Znalazłyśmy ofertę z jednego z
najpopularniejszych biur podróży w Wielkiej Brytanii, z Thomsona (rany boskie,
ja na wakacjach z biura podróży, a nie „na własną rękę”, takie sytuacje
zdarzają się raz na dekadę, ostatni raz z biura podróży byłam w 2006 roku w
Bułgarii).
Ja i Ilona
poleciałyśmy z Londynu, a Luiza, Natalia i Iza z Manchesteru.
|
Na lotnisku Gatwick London |
Miałyśmy
podstawowy hotelik (Panmarie Studios), ale za to w centralnej lokalizacji. Dotarłyśmy późnym
wieczorem i od razu udałyśmy się na zwiedzanie miasteczka i na nocny wypad na plażę.
Normalnie bardziej typowo i oklepanie już się na dało (klasyczny i sympatyczny model przeciętnych wakacji). Następnego dnia znów
poszłyśmy na plażę, a różniej na hotelowy basen. Wszystko było świetnie i super
poza faktem, że było wszędzie pełno brytyjskiej młodzieży, nastolatków i ludzi
z swoich wczesnych latach dwudziestych. Profilaktycznie już na wstępie naszemu
REP-owi z Thomsona powiedziałam, że mam 24 lata. Coś tam stękał, ale
ostatecznie chyba uwierzył. Pogoda każdego dnia była idealna.
|
regeneracja na basenie po długiej nocy w terenie |
|
pogoda dopisywała |
Od pierwszego dnia styl życia nabrał rytmu.

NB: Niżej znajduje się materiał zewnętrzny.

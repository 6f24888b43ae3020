use chrono::Utc;
use rusqlite::params;

use super::*;

const TASK_COLUMNS: &str = "id, user_id, client_id, title, description, due_date,
        priority, status, completed_at, created_at, updated_at";

impl CrmDb {
    /// Insert or update a task. Uses SQLite `ON CONFLICT` (upsert).
    pub fn upsert_task(&self, task: &DbTask) -> Result<(), DbError> {
        self.conn.execute(
            "INSERT INTO tasks (
                id, user_id, client_id, title, description, due_date,
                priority, status, completed_at, created_at, updated_at
             ) VALUES (?1, ?2, ?3, ?4, ?5, ?6, ?7, ?8, ?9, ?10, ?11)
             ON CONFLICT(id) DO UPDATE SET
                client_id = excluded.client_id,
                title = excluded.title,
                description = excluded.description,
                due_date = excluded.due_date,
                priority = excluded.priority,
                status = excluded.status,
                completed_at = excluded.completed_at,
                updated_at = excluded.updated_at",
            params![
                task.id,
                task.user_id,
                task.client_id,
                task.title,
                task.description,
                task.due_date,
                task.priority,
                task.status,
                task.completed_at,
                task.created_at,
                task.updated_at,
            ],
        )?;
        Ok(())
    }

    /// Get a single task by its id, scoped to the assignee.
    pub fn get_task(&self, user_id: &str, id: &str) -> Result<Option<DbTask>, DbError> {
        let mut stmt = self.conn.prepare(&format!(
            "SELECT {TASK_COLUMNS} FROM tasks WHERE id = ?1 AND user_id = ?2"
        ))?;
        let mut rows = stmt.query_map(params![id, user_id], Self::map_task_row)?;
        match rows.next() {
            Some(row) => Ok(Some(row?)),
            None => Ok(None),
        }
    }

    /// List a user's tasks, optionally filtered by status.
    ///
    /// Ordered: overdue first, then by due date, undated last.
    pub fn get_tasks(&self, user_id: &str, status: Option<&str>) -> Result<Vec<DbTask>, DbError> {
        let mut stmt = self.conn.prepare(&format!(
            "SELECT {TASK_COLUMNS} FROM tasks
             WHERE user_id = ?1
               AND (?2 IS NULL OR status = ?2)
             ORDER BY
               CASE
                 WHEN due_date < date('now') AND status != 'closed' THEN 0
                 WHEN due_date IS NULL THEN 2
                 ELSE 1
               END,
               due_date,
               created_at DESC"
        ))?;
        let rows = stmt.query_map(params![user_id, status], Self::map_task_row)?;

        let mut tasks = Vec::new();
        for row in rows {
            tasks.push(row?);
        }
        Ok(tasks)
    }

    /// Open (todo / in-progress) tasks assigned to a user with a due date on
    /// or before `date`. Feeds the lazy notification evaluator.
    pub fn get_due_open_tasks(&self, user_id: &str, date: &str) -> Result<Vec<DbTask>, DbError> {
        let mut stmt = self.conn.prepare(&format!(
            "SELECT {TASK_COLUMNS} FROM tasks
             WHERE user_id = ?1
               AND status IN ('todo', 'in_progress')
               AND due_date IS NOT NULL
               AND due_date <= ?2
             ORDER BY due_date ASC"
        ))?;
        let rows = stmt.query_map(params![user_id, date], Self::map_task_row)?;

        let mut tasks = Vec::new();
        for row in rows {
            tasks.push(row?);
        }
        Ok(tasks)
    }

    /// Set a task's status. `closed` stamps `completed_at`; leaving `closed`
    /// clears it.
    pub fn set_task_status(&self, user_id: &str, id: &str, status: &str) -> Result<bool, DbError> {
        let now = Utc::now().to_rfc3339();
        let completed_at = if status == "closed" { Some(now.clone()) } else { None };
        let changed = self.conn.execute(
            "UPDATE tasks SET status = ?1, completed_at = ?2, updated_at = ?3
             WHERE id = ?4 AND user_id = ?5",
            params![status, completed_at, now, id, user_id],
        )?;
        Ok(changed > 0)
    }

    pub(crate) fn map_task_row(row: &rusqlite::Row<'_>) -> rusqlite::Result<DbTask> {
        Ok(DbTask {
            id: row.get(0)?,
            user_id: row.get(1)?,
            client_id: row.get(2)?,
            title: row.get(3)?,
            description: row.get(4)?,
            due_date: row.get(5)?,
            priority: row.get(6)?,
            status: row.get(7)?,
            completed_at: row.get(8)?,
            created_at: row.get(9)?,
            updated_at: row.get(10)?,
        })
    }
}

Basen – plaża –jedzenie – odpoczynek – impreza – spanie i od początku. Po paru
dniach byłyśmy już rozpoznawalne w Ayia Napie i oczywiście większość osób
myślała, że jesteśmy z Rosji.
|
strój neutralny na imprezkę |
|
Ja i Iza
|
a to już strój imprezowy, gdy pojawiła się pierwsza opalenizna |
|
Miasteczko Ayia Napa składa się z różnych barów,
dyskotek i restauracji. Większość z nich serwowuje dania uniwersalne, to znaczy
kebaby, rybę z frytkami, spaghetti czy kurczaka. Z lokalnych tradycyjnych specjałów
spróbowałam dalmadas, czyli miniaturowych gołąbków zawiniętych w liść
winogronowy. Kuchnię cypryjska ogólnie można określić jako mieszankę kuchni tureckiej i
greckiej, więc napotkane tu smaki nie były dla mnie nowe, dlatego nie
miałam aż tak dużego parcia, aby jeść tylko lokalne dania.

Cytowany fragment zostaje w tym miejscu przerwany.